The surface has three elements. The bloom is the rhythm lens: two petal layers, the settled and the ripening, on a diurnal clock where each petal wears the colour of the hour it tends to happen. The matter is an open entry's detail: its face, what it awaits, its citation, its ripeness, and its landing action. The composer is where a member makes an entry, choosing its kind. The rule that the petals say when and how often but never what holds in the interface exactly as it holds in the view beneath it.

The surface follows the v4 grammar in full: Libre Baskerville for the human voice and IBM Plex Mono for the system voice, blue for reader action and selection, ember for cooperative marks and provenance, the sunset range reserved for the hours, and a light and dark toggle that remembers a member's choice and respects a reduced-motion preference.

§8

Status, and the questions still open

This is a proposed module. Nothing in it is adopted. It depends on the CIS PRD v0.2, which is itself a draft, and on the Program Stack Patronage Plan, which is a board recommendation pending ratification. The mapping of kinds to Primitives inherits that pending status.
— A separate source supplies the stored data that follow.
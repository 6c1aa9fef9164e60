use learn_ngin::{
    AppConfig,
    timing::{DEFAULT_FIXED_STEP, FIRST_FRAME_DELTA, FPS_WINDOW, FixedStep, FrameTimer},
};

const STEP: f64 = 1.0 / 60.0;

#[test]
fn exactly_one_step_fires_once() {
    let mut fixed = FixedStep::new(STEP, 5);
    fixed.accumulate(0.004);
    assert_eq!(fixed.accumulate(STEP), 1);
    assert!((fixed.residual() - 0.004).abs() < 1e-12);
}

#[test]
fn split_deltas_summing_to_one_step_fire_once() {
    let mut fixed = FixedStep::new(STEP, 5);
    let fired: u32 = (0..3).map(|_| fixed.accumulate(STEP / 3.0)).sum();
    assert_eq!(fired, 1);

    let mut fixed = FixedStep::new(STEP, 5);
    let fired: u32 = (0..10).map(|_| fixed.accumulate(STEP / 10.0)).sum();
    assert_eq!(fired, 1);
}

#[test]
fn unusable_steps_fall_back_to_the_default() {
    for step in [0.0, -STEP, f64::NAN, f64::INFINITY] {
        let mut fixed = FixedStep::new(step, 5);
        assert_eq!(fixed.step(), DEFAULT_FIXED_STEP);
        assert_eq!(fixed.accumulate(0.016), 0);
        assert_eq!(fixed.accumulate(0.016), 1);
        assert!(fixed.residual().is_finite());
    }
    assert_eq!(AppConfig::default().with_fixed_step(0.0).fixed_step, DEFAULT_FIXED_STEP);
    assert_eq!(AppConfig::default().with_fixed_step(0.01).fixed_step, 0.01);
}

#[test]
fn short_frames_accumulate_until_a_step_is_due() {
    let mut fixed = FixedStep::new(STEP, 5);
    assert_eq!(fixed.accumulate(STEP * 0.4), 0);
    assert_eq!(fixed.accumulate(STEP * 0.4), 0);
    assert_eq!(fixed.accumulate(STEP * 0.4), 1);
    assert!((fixed.residual() - STEP * 0.2).abs() < 1e-9);
}

#[test]
fn long_frames_catch_up_with_several_steps() {
    let mut fixed = FixedStep::new(STEP, 5);
    assert_eq!(fixed.accumulate(STEP * 3.5), 3);
    assert!((fixed.residual() - STEP * 0.5).abs() < 1e-9);
}

#[test]
fn catch_up_is_capped() {
    let mut fixed = FixedStep::new(STEP, 5);
    assert_eq!(fixed.accumulate(1.0), 5);
    // the backlog is dropped, only the fractional step remains
    assert!(fixed.residual() < STEP);
    assert_eq!(fixed.accumulate(STEP * 0.5), 0);
}

#[test]
fn invalid_deltas_are_ignored() {
    let mut fixed = FixedStep::default();
    assert_eq!(fixed.accumulate(-1.0), 0);
    assert_eq!(fixed.accumulate(f64::NAN), 0);
    assert_eq!(fixed.accumulate(f64::INFINITY), 0);
    assert_eq!(fixed.residual(), 0.0);
}

#[test]
fn first_frame_uses_a_synthetic_delta() {
    let mut timer = FrameTimer::new();
    let (delta, _) = timer.tick(10.0);
    assert!((delta - FIRST_FRAME_DELTA).abs() < 1e-12);
    let (delta, _) = timer.tick(10.25);
    assert!((delta - 0.25).abs() < 1e-12);
    assert_eq!(timer.frames(), 2);
}

#[test]
fn fps_is_recomputed_every_window() {
    let mut timer = FrameTimer::new();
    let mut now = 0.0;
    let mut reports = Vec::new();
    // 100 frames per second for two seconds
    for _ in 0..200 {
        now += 0.01;
        if let (_, Some(fps)) = timer.tick(now) {
            reports.push(fps);
            assert_eq!(timer.fps(), fps);
        }
    }
    let windows = (2.0 / FPS_WINDOW) as usize;
    assert!(reports.len() == windows || reports.len() == windows - 1, "{reports:?}");
    assert!(reports.iter().all(|fps| (94..=104).contains(fps)), "{reports:?}");
}
use wgpu::util::DeviceExt;

use crate::{data_structures::light::{Light, LightsUniform}, pipelines::basic};

/// GPU side of the scene lights: one uniform buffer shared by the lit shader
/// and the light marker shader.
#[derive(Debug)]
pub struct LightResources {
    pub uniform: LightsUniform,
    pub buffer: wgpu::Buffer,
    pub bind_group: wgpu::BindGroup,
    pub bind_group_layout: wgpu::BindGroupLayout,
}

impl LightResources {
    pub fn new(device: &wgpu::Device) -> Self {
        let uniform = LightsUniform::default();
        let buffer = device.create_buffer_init(&wgpu::util::BufferInitDescriptor {
            label: Some("Light Buffer"),
            contents: bytemuck::cast_slice(&[uniform]),
            usage: wgpu::BufferUsages::UNIFORM | wgpu::BufferUsages::COPY_DST,
        });
        let bind_group_layout = basic::mk_uniform_layout(device, "light_bind_group_layout");
        let bind_group = basic::mk_uniform_bind_group(device, &bind_group_layout, &buffer, "light_bind_group");
        Self {
            uniform,
            buffer,
            bind_group,
            bind_group_layout,
        }
    }

    /// Repacks `lights` and uploads them. Returns how many lights did not fit.
    pub fn update<'a>(&mut self, queue: &wgpu::Queue, lights: impl IntoIterator<Item = &'a Light>) -> usize {
        let (uniform, dropped) = LightsUniform::from_lights(lights);
        self.uniform = uniform;
        queue.write_buffer(&self.buffer, 0, bytemuck::cast_slice(&[self.uniform]));
        dropped
    }
}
The honest read of every claim above is: this is the shape the module would take, offered for ratification or redirection, not a description of a thing that exists.

1

Citation reconciliation Pote · bylaws

The shared artifact cites Bylaws §4 for contribution and §6 for allocation. The CIS information model anchors these same economic events to §5.1, §5.3, and §5.4. The ratified bylaws govern, and the clause numbers must be reconciled before any rule is enforced. This document does not assert which numbering is canonical.

2

Reflection in the schema, or in the portal board · architecture

If reflections are private and never touch the books, they could live in a portal-local store rather than the authoritative schema. Portability by construction and the single-state principle argue for keeping them in the schema under strict row-level security. The recommendation here leans to in-schema; the choice is yours.

3

The two-store split architecture

Drafts that ripen are pre-authoritative and must not enter the immutable event log. The proposal keeps a mutable daybook_entries staging table that seals on landing and emits an immutable event, so the event log stays append-only. This split needs a deliberate yes, since it places mutable rows beside the authoritative ledger.

4

Vaults and clearing treasury

The clearing kind assumes settlement between vaults. Whether vaults map to the existing single-treasury, multi-sig structure or imply sub-accounts needs definition against the Treasury & Distributions module before the kind can be specified fully.

5

Phase placement sequencing

Reflection is low-risk greenfield and could ship early at a higher CROPS stage, in the way Hub Operations does. The economic kinds depend on Capital Account and Treasury being live. The natural sequence is reflection first, then the economic kinds as those modules mature.

The Daybook · Module Specification v0.1 · DRAFT
RegenHub, LCA, operating as Techne · grounds in Common Information System PRD v0.2 · Techne Design System v4.
A proposal for ratification, not adopted policy. Legal and tax questions route to Pote Law Firm and Yev Muchnik as research informing counsel. Structural and sequencing questions route to the board. Agency stays with the member.